- [TASK GOAL] Which lines of the entries contain the word "harness"? Please list them.

── THE RECORDS

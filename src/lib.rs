//! Black-box test and benchmarking harness for a caching HTTP proxy
//! and its backend application server.
//!
//! The harness implements neither the proxy nor the backend; both are
//! opaque HTTP endpoints. It checks connectivity, runs the large-object
//! cache scenario and the user lifecycle scenario sequentially, records
//! every request into an in-memory sample store, and reports summary
//! statistics plus a chart image.

pub mod config;
pub mod connectivity;
pub mod metrics;
pub mod probe;
pub mod report;
pub mod scenarios;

────

- [EXERCISE ANSWER]
//! Black-box test and benchmarking harness for a caching HTTP proxy
//! The harness implements neither the proxy nor the backend; both are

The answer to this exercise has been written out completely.